Vladimir Mikhailovich Grinin (; born 15 November 1947) is a Russian former diplomat who served as the Russian ambassadors to Austria, Finland, Poland, and Germany.

Biography
Vladimir Mikhailovich Grinin was born on 15 November 1947 in Moscow, Soviet Union. Grinin graduated from the Moscow State Institute of International Relations in 1971 and commenced diplomatic work, serving at the Soviet Embassy in West Germany from 1973 to 1980. After his posting to West Germany, he returned to Moscow and attended the Diplomatic Academy of the Ministry of Foreign Affairs of the USSR. Grinin graduated in 1982 and participated in Soviet-American negotiations on disarmament and arms control in Geneva until 1986. He was then posted to the Soviet Embassy in East Germany from 1986 and then in Germany from 1990 to 1992.

From 1994 to 1996, Grinin was director of the Fourth European Department at the Russian Ministry of Foreign Affairs.
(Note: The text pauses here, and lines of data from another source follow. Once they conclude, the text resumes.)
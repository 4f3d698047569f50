use serde::{Deserialize, Serialize};
use std::fmt;

/// Maximum number of slides in one carousel.
pub const MAX_SLIDES: usize = 6;

/// Opaque handle of an image already uploaded to the platform (a Telegram `file_id`).
#[derive(Debug, Clone, PartialEq, Eq, Hash, Serialize, Deserialize)]
pub struct PhotoRef(pub String);

impl PhotoRef {
    pub fn new(id: impl Into<String>) -> Self {
        Self(id.into())
    }

    pub fn as_str(&self) -> &str {
        &self.0
    }

    /// Picks the highest-resolution variant of a photo.
    ///
    /// Telegram delivers every photo as several sizes; on equal area the later
    /// (larger-declared) entry wins. Returns `None` for an empty list.
    pub fn best_of(variants: &[PhotoVariant]) -> Option<PhotoRef> {
        variants
            .iter()
            .max_by_key(|v| u64::from(v.width) * u64::from(v.height))
            .map(|v| v.photo.clone())
    }
}

impl fmt::Display for PhotoRef {
    fn fmt(&self, f: &mut fmt::Formatter<'_>) -> fmt::Result {
        f.write_str(&self.0)
    }
}

/// One size of a received photo.
#[derive(Debug, Clone, PartialEq, Eq)]
pub struct PhotoVariant {
    pub photo: PhotoRef,
    pub width: u32,
    pub height: u32,
}

/// A photo with its caption. Position in the owning list is the page number.
#[derive(Debug, Clone, PartialEq, Eq, Serialize, Deserialize)]
pub struct Slide {
    pub photo: PhotoRef,
    pub caption: String,
}

impl Slide {
    pub fn new(photo: PhotoRef, caption: impl Into<String>) -> Self {
        Self {
            photo,
            caption: caption.into(),
        }
    }
}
He was appointed by President Boris Yeltsin as Ambassador of Russia to Austria in 1996, and held the post in Vienna until 2000. After this posting he returned to Moscow, and was appointed by President Vladimir Putin as Ambassador of Russia to Finland in 2003, and held this post until 2006, when he was appointed as Ambassador of Russia to Poland. Grinin served as Ambassador of Russia to Germany in Berlin from 2010 until reaching the age limit for Russian ambassadors and was replaced by Sergey Nechaev on 10 January 2018.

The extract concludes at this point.